It's really dull and predictable, complete with another long chase scene through the Morlock tunnels that I was praying would end much sooner than it did. Our Hero stays in the future and hooks up with the hot Eloi chick (and, if she looked like Samantha Mumba, I would too). The end. Everybody happy, except for the person who just dropped nine bones on this piece of shit.
Aside from some cool visual effects (like the moon breaking up in orbit, etc.), there really isn't much to see here. Even the scenes of time moving forward at a fast clip are nothing that we haven't already scene before in a dozen remakes of the Time Machine story. The machine itself is unimpressive. It's metallic and it spins and it has a bunch of pretty disco lights on it.
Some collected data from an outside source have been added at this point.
//! Board state: the grid of cards and the remaining-pair count.

use serde::{Deserialize, Serialize};

/// A single card on the board.
#[derive(Debug, Clone, Copy, PartialEq, Eq, Default)]
pub struct Card {
    /// Pair identity. Exactly two cards share a value.
    pub value: u32,
    /// Face up.
    pub revealed: bool,
    /// Part of a found pair. Matched cards are always revealed.
    pub matched: bool,
}

/// Owned copy of a card's state, as persisted.
#[derive(Debug, Clone, Copy, PartialEq, Eq, Serialize, Deserialize)]
#[serde(rename_all = "camelCase")]
pub struct CardSnapshot {
    pub value: u32,
    pub is_matched: bool,
    pub is_flipped: bool,
}

impl From<Card> for CardSnapshot {
    fn from(card: Card) -> Self {
        Self {
            value: card.value,
            is_matched: card.matched,
            is_flipped: card.revealed,
        }
    }
}

impl From<CardSnapshot> for Card {
    fn from(snapshot: CardSnapshot) -> Self {
        Self {
            value: snapshot.value,
            revealed: snapshot.is_flipped,
            matched: snapshot.is_matched,
        }
    }
}

/// The active grid of cards, row-major.
#[derive(Debug, Clone, PartialEq, Eq, Default)]
pub struct Board {
    width: u32,
    height: u32,
    cards: Vec<Card>,
    remaining_pairs: u32,
}

impl Board {
    /// Fresh face-down board from a shuffled value list.
    pub fn generate(width: u32, height: u32, values: &[u32]) -> Self {
        assert_eq!(
            values.len(),
            (width * height) as usize,
            "value list does not fill a {}x{} grid",
            width,
            height
        );

        let cards = values
            .iter()
            .map(|&value| Card {
                value,
                ..Default::default()
            })
            .collect();

        Self {
            width,
            height,
            cards,
            remaining_pairs: width * height / 2,
        }
    }

    /// Restore cards exactly as snapshotted; the remaining-pair count is
    /// recomputed from the matched flags.
    pub fn generate_from_snapshot(width: u32, height: u32, snapshots: &[CardSnapshot]) -> Self {
        assert_eq!(
            snapshots.len(),
            (width * height) as usize,
            "snapshot does not fill a {}x{} grid",
            width,
            height
        );

        let cards: Vec<Card> = snapshots.iter().copied().map(Card::from).collect();
        let remaining_pairs = count_unmatched_values(&cards);

        Self {
            width,
            height,
            cards,
            remaining_pairs,
        }
    }

    pub fn width(&self) -> u32 {
        self.width
    }

    pub fn height(&self) -> u32 {
        self.height
    }

    pub fn len(&self) -> usize {
        self.cards.len()
    }

    pub fn is_empty(&self) -> bool {
        self.cards.is_empty()
    }

    pub fn remaining_pairs(&self) -> u32 {
        self.remaining_pairs
    }

    pub fn total_pairs(&self) -> u32 {
        self.cards.len() as u32 / 2
    }

    pub fn is_complete(&self) -> bool {
        self.remaining_pairs == 0
    }

    pub fn cards(&self) -> &[Card] {
        &self.cards
    }

    /// Card at `index`. Panics if the index is not on this board.
    pub fn card(&self, index: usize) -> &Card {
        self.cards.get(index).unwrap_or_else(|| {
            panic!(
                "card index {} is not on the {}-card board",
                index,
                self.cards.len()
            )
        })
    }

    fn card_mut(&mut self, index: usize) -> &mut Card {
        let len = self.cards.len();
        self.cards
            .get_mut(index)
            .unwrap_or_else(|| panic!("card index {} is not on the {}-card board", index, len))
    }

    /// Row and column of a card index.
    pub fn position(&self, index: usize) -> (u32, u32) {
        let index = index as u32;
        (index / self.width, index % self.width)
    }

    /// Commit a found pair.
    ///
    /// Both cards must share a value and be unmatched; anything else is an
    /// integration bug and panics.
    pub fn mark_matched(&mut self, a: usize, b: usize) {
        assert_ne!(a, b, "a card cannot match itself");
        let (card_a, card_b) = (*self.card(a), *self.card(b));
        assert_eq!(
            card_a.value, card_b.value,
            "cards {} and {} are not a pair",
            a, b
        );
        assert!(
            !card_a.matched && !card_b.matched,
            "cards {} and {} are already matched",
            a,
            b
        );

        for index in [a, b] {
            let card = self.card_mut(index);
            card.matched = true;
            card.revealed = true;
        }
        self.remaining_pairs -= 1;
    }

    /// Flip a card face up or face down.
    pub fn reveal_toggle(&mut self, index: usize) {
        let card = self.card_mut(index);
        card.revealed = !card.revealed;
    }

    /// Indices of cards that are face up but not yet part of a found pair.
    pub fn revealed_unmatched(&self) -> Vec<usize> {
        self.cards
            .iter()
            .enumerate()
            .filter(|(_, card)| card.revealed && !card.matched)
            .map(|(index, _)| index)
            .collect()
    }

    /// Independent copy of every card, for persistence.
    pub fn snapshot(&self) -> Vec<CardSnapshot> {
        self.cards.iter().copied().map(CardSnapshot::from).collect()
    }
}

fn count_unmatched_values(cards: &[Card]) -> u32 {
    let mut values: Vec<u32> = cards
        .iter()
        .filter(|card| !card.matched)
        .map(|card| card.value)
        .collect();
    values.sort_unstable();
    values.dedup();
    values.len() as u32
}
Or as one bystander says, when our hero appears with it on the street in the year 2030, "I'll bet that thing can make a hell of an espresso."
I can't blame Guy Pearce for phoning this one in. After all, I'm sure he knew this movie was crap as much as we now do. He's already proved himself a competent actor with films like "Memento" and "L.A. Confidential", so we'll forgive him for picking up a quick paycheck. And Samantha Mumba, while certainly a gorgeous woman and, I'm sure, a talented singer, is really little more than scenery here and is as equally uninteresting a love interest as her blonde counterpart Estella Warren was in "Planet of the Apes". This is not to say she's a bad actress, but she doesn't get much chance to do any real acting here.If I had a time machine that could take me back only four hours, I'd go back, take my nine dollars, find the original movie at a video store, and spend the rest on an In N'Out Burger.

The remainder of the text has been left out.